[What is needed]:
Transcribe word for word the lines below from the line with "pub fn addr(&self)" through the line with "assert!(!config.secure_cookies);", ends included.
+-------+
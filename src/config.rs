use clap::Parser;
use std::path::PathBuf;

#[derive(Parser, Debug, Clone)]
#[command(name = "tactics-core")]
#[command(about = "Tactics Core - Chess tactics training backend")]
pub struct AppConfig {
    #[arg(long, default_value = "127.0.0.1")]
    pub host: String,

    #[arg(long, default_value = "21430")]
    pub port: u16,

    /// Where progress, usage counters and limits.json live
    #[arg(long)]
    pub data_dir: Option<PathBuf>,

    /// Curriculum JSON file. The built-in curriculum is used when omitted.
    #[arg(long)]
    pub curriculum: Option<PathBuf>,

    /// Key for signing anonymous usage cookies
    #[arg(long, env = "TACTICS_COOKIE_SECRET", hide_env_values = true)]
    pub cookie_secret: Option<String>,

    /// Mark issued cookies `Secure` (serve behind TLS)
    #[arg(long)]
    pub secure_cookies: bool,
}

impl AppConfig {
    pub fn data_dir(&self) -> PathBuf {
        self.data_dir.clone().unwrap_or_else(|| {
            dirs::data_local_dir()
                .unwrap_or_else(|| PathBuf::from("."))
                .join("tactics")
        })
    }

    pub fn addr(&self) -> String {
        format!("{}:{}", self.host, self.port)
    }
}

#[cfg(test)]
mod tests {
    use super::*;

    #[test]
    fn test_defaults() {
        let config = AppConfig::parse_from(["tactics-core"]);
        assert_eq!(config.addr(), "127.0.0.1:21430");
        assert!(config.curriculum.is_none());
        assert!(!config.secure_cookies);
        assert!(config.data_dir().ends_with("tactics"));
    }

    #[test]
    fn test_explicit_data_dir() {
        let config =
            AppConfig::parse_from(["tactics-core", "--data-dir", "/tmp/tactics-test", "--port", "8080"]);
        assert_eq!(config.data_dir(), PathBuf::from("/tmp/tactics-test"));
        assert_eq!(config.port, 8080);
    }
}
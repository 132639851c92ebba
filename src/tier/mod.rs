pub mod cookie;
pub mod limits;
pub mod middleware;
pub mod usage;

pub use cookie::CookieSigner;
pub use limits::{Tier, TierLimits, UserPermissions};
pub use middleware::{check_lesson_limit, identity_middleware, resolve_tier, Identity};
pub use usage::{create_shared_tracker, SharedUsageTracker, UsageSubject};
+-------+
[Your response]:
    pub fn addr(&self) -> String {
        format!("{}:{}", self.host, self.port)
    }
}

#[cfg(test)]
mod tests {
    use super::*;

    #[test]
    fn test_defaults() {
        let config = AppConfig::parse_from(["tactics-core"]);
        assert_eq!(config.addr(), "127.0.0.1:21430");
        assert!(config.curriculum.is_none());
        assert!(!config.secure_cookies);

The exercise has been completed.